(Collected data entries)
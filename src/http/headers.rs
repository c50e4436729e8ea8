use http::header::{HeaderMap, HeaderName, HeaderValue};
use serde_json::{Map, Value};

use crate::error::InterceptError;

/// Ordered, multi-valued header collection.
///
/// Names are stored lowercase. HTTP/2 pseudo-headers (`:authority`, `:path`, ...) can not be
/// represented: every write path refuses a colon-prefixed name with `BadHeader`.
#[derive(Debug, Clone, Default, PartialEq, Eq)]
pub struct HeaderCollection {
    entries: Vec<(HeaderName, HeaderValue)>,
}

fn header_name(name: &str) -> Result<HeaderName, InterceptError> {
    if name.starts_with(':') {
        return Err(InterceptError::BadHeader(format!(
            "pseudo-header `{name}` can not be forwarded"
        )));
    }

    HeaderName::from_bytes(name.as_bytes())
        .map_err(|_| InterceptError::BadHeader(format!("invalid header name `{name}`")))
}

fn header_value(name: &str, value: &str) -> Result<HeaderValue, InterceptError> {
    HeaderValue::from_str(value)
        .map_err(|_| InterceptError::BadHeader(format!("invalid value for header `{name}`")))
}

impl HeaderCollection {
    pub fn new() -> Self {
        Self::default()
    }

    pub fn from_header_map(map: &HeaderMap) -> Self {
        Self {
            entries: map
                .iter()
                .map(|(name, value)| (name.clone(), value.clone()))
                .collect(),
        }
    }

    pub fn len(&self) -> usize {
        self.entries.len()
    }

    pub fn is_empty(&self) -> bool {
        self.entries.is_empty()
    }

    /// Replace every value of `name` with `value`.
    pub fn insert(&mut self, name: &str, value: &str) -> Result<(), InterceptError> {
        let header = header_name(name)?;
        let value = header_value(name, value)?;
        self.insert_value(header, value);
        Ok(())
    }

    pub fn append(&mut self, name: &str, value: &str) -> Result<(), InterceptError> {
        let header = header_name(name)?;
        let value = header_value(name, value)?;
        self.entries.push((header, value));
        Ok(())
    }

    pub fn insert_value(&mut self, name: HeaderName, value: HeaderValue) {
        match self.entries.iter().position(|(n, _)| *n == name) {
            Some(first) => {
                self.entries[first].1 = value;
                let mut index = 0;
                self.entries.retain(|(n, _)| {
                    let keep = index <= first || *n != name;
                    index += 1;
                    keep
                });
            }
            None => self.entries.push((name, value)),
        }
    }

    /// First value of `name` that is valid text.
    pub fn get(&self, name: &str) -> Option<&str> {
        self.entries
            .iter()
            .filter(|(n, _)| n.as_str().eq_ignore_ascii_case(name))
            .find_map(|(_, v)| v.to_str().ok())
    }

    pub fn get_all<'a>(&'a self, name: &'a str) -> impl Iterator<Item = &'a HeaderValue> + 'a {
        self.entries
            .iter()
            .filter(move |(n, _)| n.as_str().eq_ignore_ascii_case(name))
            .map(|(_, v)| v)
    }

    pub fn contains(&self, name: &str) -> bool {
        self.get_all(name).next().is_some()
    }

    /// Returns whether anything was removed.
    pub fn remove(&mut self, name: &str) -> bool {
        let before = self.entries.len();
        self.entries
            .retain(|(n, _)| !n.as_str().eq_ignore_ascii_case(name));
        before != self.entries.len()
    }

    pub fn iter(&self) -> impl Iterator<Item = (&HeaderName, &HeaderValue)> {
        self.entries.iter().map(|(n, v)| (n, v))
    }

    pub fn to_header_map(&self) -> HeaderMap {
        let mut map = HeaderMap::with_capacity(self.entries.len());
        for (name, value) in &self.entries {
            map.append(name.clone(), value.clone());
        }
        map
    }

    /// JSON view: one key per name, a string for a single value, an array otherwise.
    /// Values that are not valid text are left out.
    pub fn to_json(&self) -> Map<String, Value> {
        let mut map = Map::new();
        for (name, value) in &self.entries {
            let Ok(text) = value.to_str() else { continue };
            let text = Value::String(text.to_owned());

            match map.get_mut(name.as_str()) {
                None => {
                    map.insert(name.as_str().to_owned(), text);
                }
                Some(Value::Array(values)) => values.push(text),
                Some(existing) => {
                    let first = existing.take();
                    *existing = Value::Array(vec![first, text]);
                }
            }
        }
        map
    }

    /// Inverse of [`HeaderCollection::to_json`]. `null` drops the header; numbers and booleans
    /// are written as their textual form.
    pub fn from_json(map: &Map<String, Value>) -> Result<Self, InterceptError> {
        let mut headers = HeaderCollection::new();

        for (name, value) in map {
            let header = header_name(name)?;
            match value {
                Value::Null => {
                    headers.remove(name);
                }
                Value::Array(values) => {
                    headers.remove(name);
                    for value in values {
                        let text = scalar_text(name, value)?;
                        headers
                            .entries
                            .push((header.clone(), header_value(name, &text)?));
                    }
                }
                scalar => {
                    let text = scalar_text(name, scalar)?;
                    headers.insert_value(header, header_value(name, &text)?);
                }
            }
        }

        Ok(headers)
    }
}

fn scalar_text(name: &str, value: &Value) -> Result<String, InterceptError> {
    match value {
        Value::String(s) => Ok(s.clone()),
        Value::Number(n) => Ok(n.to_string()),
        Value::Bool(b) => Ok(b.to_string()),
        _ => Err(InterceptError::BadHeader(format!(
            "header `{name}` must be a string or an array of strings"
        ))),
    }
}

#[cfg(test)]
mod tests {
    use super::*;
    use serde_json::json;

    #[test]
    fn test_pseudo_headers_are_refused() {
        let mut headers = HeaderCollection::new();
        assert!(matches!(
            headers.insert(":authority", "example.com"),
            Err(InterceptError::BadHeader(_))
        ));
        assert!(matches!(
            headers.append(":path", "/"),
            Err(InterceptError::BadHeader(_))
        ));
        assert!(headers.is_empty());

        let passthrough = json!({ ":method": "GET" });
        assert!(matches!(
            HeaderCollection::from_json(passthrough.as_object().unwrap()),
            Err(InterceptError::BadHeader(_))
        ));
    }

    #[test]
    fn test_case_insensitive_access() {
        let mut headers = HeaderCollection::new();
        headers.insert("Etag", "\"abc\"").unwrap();
        headers.append("Set-Cookie", "a=1").unwrap();
        headers.append("set-cookie", "b=2").unwrap();

        assert_eq!(headers.get("ETAG"), Some("\"abc\""));
        assert_eq!(headers.get_all("Set-Cookie").count(), 2);
        assert!(headers.remove("etag"));
        assert!(!headers.contains("Etag"));
        assert!(!headers.remove("etag"));
    }

    #[test]
    fn test_value_outlives_lookup_name() {
        let mut headers = HeaderCollection::new();
        headers.insert("content-type", "text/plain").unwrap();

        let value = {
            let name = String::from("Content-Type");
            headers.get(&name)
        };
        assert_eq!(value, Some("text/plain"));
    }

    #[test]
    fn test_insert_replaces_every_value_in_place() {
        let mut headers = HeaderCollection::new();
        headers.append("accept", "text/html").unwrap();
        headers.append("x-a", "1").unwrap();
        headers.append("accept", "text/plain").unwrap();
        headers.insert("accept", "*/*").unwrap();

        let names: Vec<_> = headers.iter().map(|(n, v)| (n.as_str(), v.to_str().unwrap())).collect();
        assert_eq!(names, vec![("accept", "*/*"), ("x-a", "1")]);
    }

    #[test]
    fn test_json_view() {
        let mut headers = HeaderCollection::new();
        headers.append("host", "example.com").unwrap();
        headers.append("set-cookie", "a=1").unwrap();
        headers.append("set-cookie", "b=2").unwrap();

        let json = headers.to_json();
        assert_eq!(
            Value::Object(json.clone()),
            json!({ "host": "example.com", "set-cookie": ["a=1", "b=2"] })
        );
        assert_eq!(HeaderCollection::from_json(&json).unwrap(), headers);

        let edited = json!({ "host": "example.com", "x-limit": 3, "set-cookie": null });
        let edited = HeaderCollection::from_json(edited.as_object().unwrap()).unwrap();
        assert_eq!(edited.get("x-limit"), Some("3"));
        assert!(!edited.contains("set-cookie"));
    }

    #[test]
    fn test_header_map_conversion() {
        let mut map = HeaderMap::new();
        map.append("vary", HeaderValue::from_static("accept"));
        map.append("vary", HeaderValue::from_static("origin"));

        let headers = HeaderCollection::from_header_map(&map);
        assert_eq!(headers.len(), 2);
        assert_eq!(headers.to_header_map(), map);
    }
}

▶ WHAT TO WORK ON:
Scan the entries above, and wherever a line holds the string "filter", copy it.

▶ ANSWER SPACE:
            .filter(|(n, _)| n.as_str().eq_ignore_ascii_case(name))
            .filter(move |(n, _)| n.as_str().eq_ignore_ascii_case(name))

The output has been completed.